To overcome the impairment of the NK cells in the tumor microenvironment, Dr. Jewett developed a method to activate or "supercharge" NK cells obtained from qualified healthy donors (allogeneic cells) for clinical use as a cellular-based immunotherapy to reduce the pain and discomfort associated with metastatic or unresectable cancers for which standard curative measures do not exist or are no longer effective. The activation method used to produce NK101 has been specifically developed to make the allogeneic NK cells more potent and more robust to enable the cells to withstand the suppressive tumor microenvironment in cancer patients. NK101 has proven successful in preclinical models in targeting and spontaneously killing the CSCs that are the seeds of the tumor cells in both hemopoietic cancers and solid tumors. Based on the preclinical studies performed in Dr. Jewett's laboratory, we believe that the novel mechanism of action of these cells will combine to reduce the pain and discomfort associated with disease, or the side effects of other treatments or curative measures previously administered. 

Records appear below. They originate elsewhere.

//! Interface band selection and the restriction onto the band subspace.

use crate::{
  dof::ActiveDofSet,
  error::MultigridError,
  geometry::CutClassification,
  linalg::Vector,
};

/// Selects the interface band of a level: the active dofs whose basis
/// function is supported on a cut cell, optionally widened by rings of
/// neighboring cells so the band covers the ghost-penalty stencil.
///
/// The band width is a modelling choice, not a constant; one layer matches
/// the usual first-order ghost-penalty stencil.
#[derive(Debug, Clone, Copy)]
pub struct BandSelector {
  pub layers: usize,
}

impl Default for BandSelector {
  fn default() -> Self {
    Self { layers: 1 }
  }
}

impl BandSelector {
  pub fn new(layers: usize) -> Self {
    Self { layers }
  }

  /// Local indices of the band dofs, sorted ascending.
  ///
  /// Membership is a set property of the classification, so the result does
  /// not depend on cell enumeration order. An interface that no cell
  /// resolves yields an empty band.
  pub fn select(
    &self,
    active: &ActiveDofSet,
    classification: &CutClassification,
  ) -> Result<Vec<usize>, MultigridError> {
    let ncells = classification.ncells();

    let mut in_band = vec![false; ncells];
    let mut front: Vec<usize> = classification.cut_cells().collect();
    for &cell in &front {
      in_band[cell] = true;
    }

    // Widen by facet neighbors, staying on cells the space covers.
    for _ in 0..self.layers {
      let mut next = Vec::new();
      for &cell in &front {
        for &neighbor in classification.neighbors(cell) {
          if !in_band[neighbor] && classification.class(neighbor).is_covered() {
            in_band[neighbor] = true;
            next.push(neighbor);
          }
        }
      }
      front = next;
    }

    let mut locals = Vec::new();
    for (cell, &flag) in in_band.iter().enumerate() {
      if !flag {
        continue;
      }
      for &dof in classification.cell_dofs(cell) {
        let local = active
          .local_of(dof)
          .ok_or(MultigridError::InvalidBandSelection { cell, dof })?;
        locals.push(local);
      }
    }
    locals.sort_unstable();
    locals.dedup();
    Ok(locals)
  }
}

/// Rectangular operator between a level's full compressed dof space and its
/// interface-band subspace: `restrict` gathers (R), `extend_add` scatters
/// the transpose back (Rᵗ).
///
/// R Rᵗ is the identity on the band subspace and zero outside of it.
#[derive(Debug, Clone, Default)]
pub struct BandRestriction {
  locals: Vec<usize>,
  full_dim: usize,
}

impl BandRestriction {
  pub fn new(locals: Vec<usize>, full_dim: usize) -> Self {
    debug_assert!(locals.windows(2).all(|w| w[0] < w[1]));
    assert!(locals.last().map_or(true, |&last| last < full_dim));
    Self { locals, full_dim }
  }

  pub fn nband(&self) -> usize {
    self.locals.len()
  }
  pub fn is_empty(&self) -> bool {
    self.locals.is_empty()
  }
  pub fn full_dim(&self) -> usize {
    self.full_dim
  }
  pub fn locals(&self) -> &[usize] {
    &self.locals
  }

  /// R: band components of a full vector.
  pub fn restrict(&self, full: &Vector) -> Vector {
    assert_eq!(full.nrows(), self.full_dim);
    Vector::from_iterator(self.locals.len(), self.locals.iter().map(|&l| full[l]))
  }

  /// Rᵗ applied additively: scatter a band vector into the full space.
  pub fn extend_add(&self, band: &Vector, full: &mut Vector) {
    assert_eq!(band.nrows(), self.locals.len());
    assert_eq!(full.nrows(), self.full_dim);
    for (i, &l) in self.locals.iter().enumerate() {
      full[l] += band[i];
    }
  }
}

NK cells will be isolated from the peripheral blood of qualified healthy donors. Generally, donors will be males that are selected in accordance with donor eligibility criteria established by the US Food and Drug Administration (FDA). NK101 is then formulated by expanding and activating the NK cells in vitro in a manner consistent with current Good Manufacturing Practices using the proprietary method developed by Dr. Jewett. NK101 will be administered to patients via infusion therapy (IV drip) under the supervision of a treating physician. The cellular-based immunotherapy may be transplanted as fresh cells suspended in liquid or cryopreserved and thawed prior to use. 

NK101 has not been approved for clinical use in the United States. We anticipate filing our pre-IND submission with the FDA in CY 2024 and, subject to the guidance received from the FDA as part of the pre-IND process, we hope to file our Investigational New Drug application for NK101 in late CY 2024 or CY 2025. The approval of the IND application by the FDA is required before NKore may commence clinical trials in the United States. 

Pending the ability to commence clinical trials in the U.S., we are seeking to offer NK101 as a palliative treatment option In accordance with applicable provisions of the Mexican General Health Law for patients with metastatic or unresectable cancers for which standard curative measures do not exist or are no longer effective. The therapy will be offered through Medicina Biocelular Avanzada S.A. de C.V. (Advanced Biomedicine) at its facility in Cancun, Mexico. Advanced Biomedicine, either directly or through an affiliate, operates under the following health licenses in Mexico: “Bank of Progenitor or Stem Cells” (18-TR-23-005-0005), “Regenerative Medicine” (18-TR-23-005- 0003), and “Center for the Collection of Progenitor or Stem Cells” (18-TR-23-005- 0004). Collectively, these licenses allow them to operate in the regenerative medicine sector to (1) collect and store hematopoietic cells; (2) use the cells to produce cellular products for clinical use; and (3) infuse the cells in patients (including cancer patients) in accordance with the palliative care rules in Mexico. None of the processing or clinical activities performed by Advanced Biomedicine or its affiliates in Mexico are regulated by the United States FDA.